**EXERCISE BRIEF:** Note the line where "Give 3-4 short, realistic, and" appears in the data below; write it out exactly, along with every line that comes after it to the end.

*** RECORDS TO USE ***

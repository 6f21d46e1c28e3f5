use axum::Json;
use serde_json::{json, Value};

/// GET /
/// Service banner for anyone poking the root path.
pub async fn home_handler() -> Json<Value> {
    Json(json!({
        "message": "Campus Complaint System API",
        "status": "running"
    }))
}

/// GET /health
pub async fn health_handler() -> Json<Value> {
    Json(json!({ "status": "ok" }))
}
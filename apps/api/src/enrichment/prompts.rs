// All LLM prompt constants for the enrichment module.
// Templates use `{placeholder}` slots filled with `str::replace` before sending.

/// System prompt for department classification — names only, comma-separated.
pub const CLASSIFY_SYSTEM: &str = "You are a campus complaint triage assistant. \
    Respond with department names from the provided list only, \
    as a comma-separated list. Do NOT add explanations.";

/// Classification prompt template.
/// Replace: {institute}, {complaint}, {departments}
pub const CLASSIFY_PROMPT_TEMPLATE: &str = r#"Given this complaint by a student at {institute}:
{complaint}
Classify it into one or more of the following campus departments:
{departments}.
Return only department names as a comma-separated list."#;

/// System prompt for severity scoring — a single digit, nothing else.
pub const SEVERITY_SYSTEM: &str = "You are a campus complaint triage assistant. \
    Respond with a single digit from 1 to 5 and nothing else.";

/// Severity prompt template.
/// Replace: {institute}, {complaint}
pub const SEVERITY_PROMPT_TEMPLATE: &str = r#"You are an assistant for {institute}'s complaint system.
Analyze the following student complaint and rate its SEVERITY from 1 to 5:

1 - Very minor inconvenience or suggestion
2 - Minor issue, can wait
3 - Moderate issue, causes discomfort but not urgent
4 - Serious problem, needs quick attention
5 - Critical or safety issue, requires immediate response

Complaint: "{complaint}"

Return ONLY a single digit (1-5) as the severity score."#;

/// System prompt shared by both summarization passes.
pub const SUMMARIZE_SYSTEM: &str = "You are a concise summarizer for a campus \
    complaint system. Respond with the summary text only.";

/// Map step: summarize one chunk of a long complaint.
/// Replace: {chunk}
pub const SUMMARIZE_CHUNK_PROMPT_TEMPLATE: &str = r#"Write a concise summary of the following student complaint excerpt:

{chunk}

CONCISE SUMMARY:"#;

/// Reduce step: combine partial chunk summaries into one.
/// Replace: {summaries}
pub const SUMMARIZE_COMBINE_PROMPT_TEMPLATE: &str = r#"The following are partial summaries of one student complaint:

{summaries}

Combine them into a single concise summary of the complaint.

CONCISE SUMMARY:"#;

/// System prompt for interim suggestions — short bulleted advice.
pub const SUGGESTION_SYSTEM: &str = "You are a helpful campus administrator. \
    Respond with 3-4 short bulleted suggestions, one per line, \
    each starting with '- '. Do NOT add any other text.";

/// Interim suggestion prompt template.
/// Replace: {institute}, {complaint}, {department}
pub const SUGGESTION_PROMPT_TEMPLATE: &str = r#"You are an {institute} administrator assisting students with complaints.

Complaint:
{complaint}

Department Concerned:
{department}

Give 3-4 short, realistic, and actionable suggestions a student can follow
while their complaint is being reviewed by the {department} department.
Keep the tone polite, supportive, and student-friendly. Avoid generic or repetitive advice.
Begin each suggestion with a bullet like '- '."#;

*** End of RECORDS TO USE ***

**EXERCISE RESPONSE:**
Give 3-4 short, realistic, and actionable suggestions a student can follow
while their complaint is being reviewed by the {department} department.
Keep the tone polite, supportive, and student-friendly. Avoid generic or repetitive advice.
Begin each suggestion with a bullet like '- '."#;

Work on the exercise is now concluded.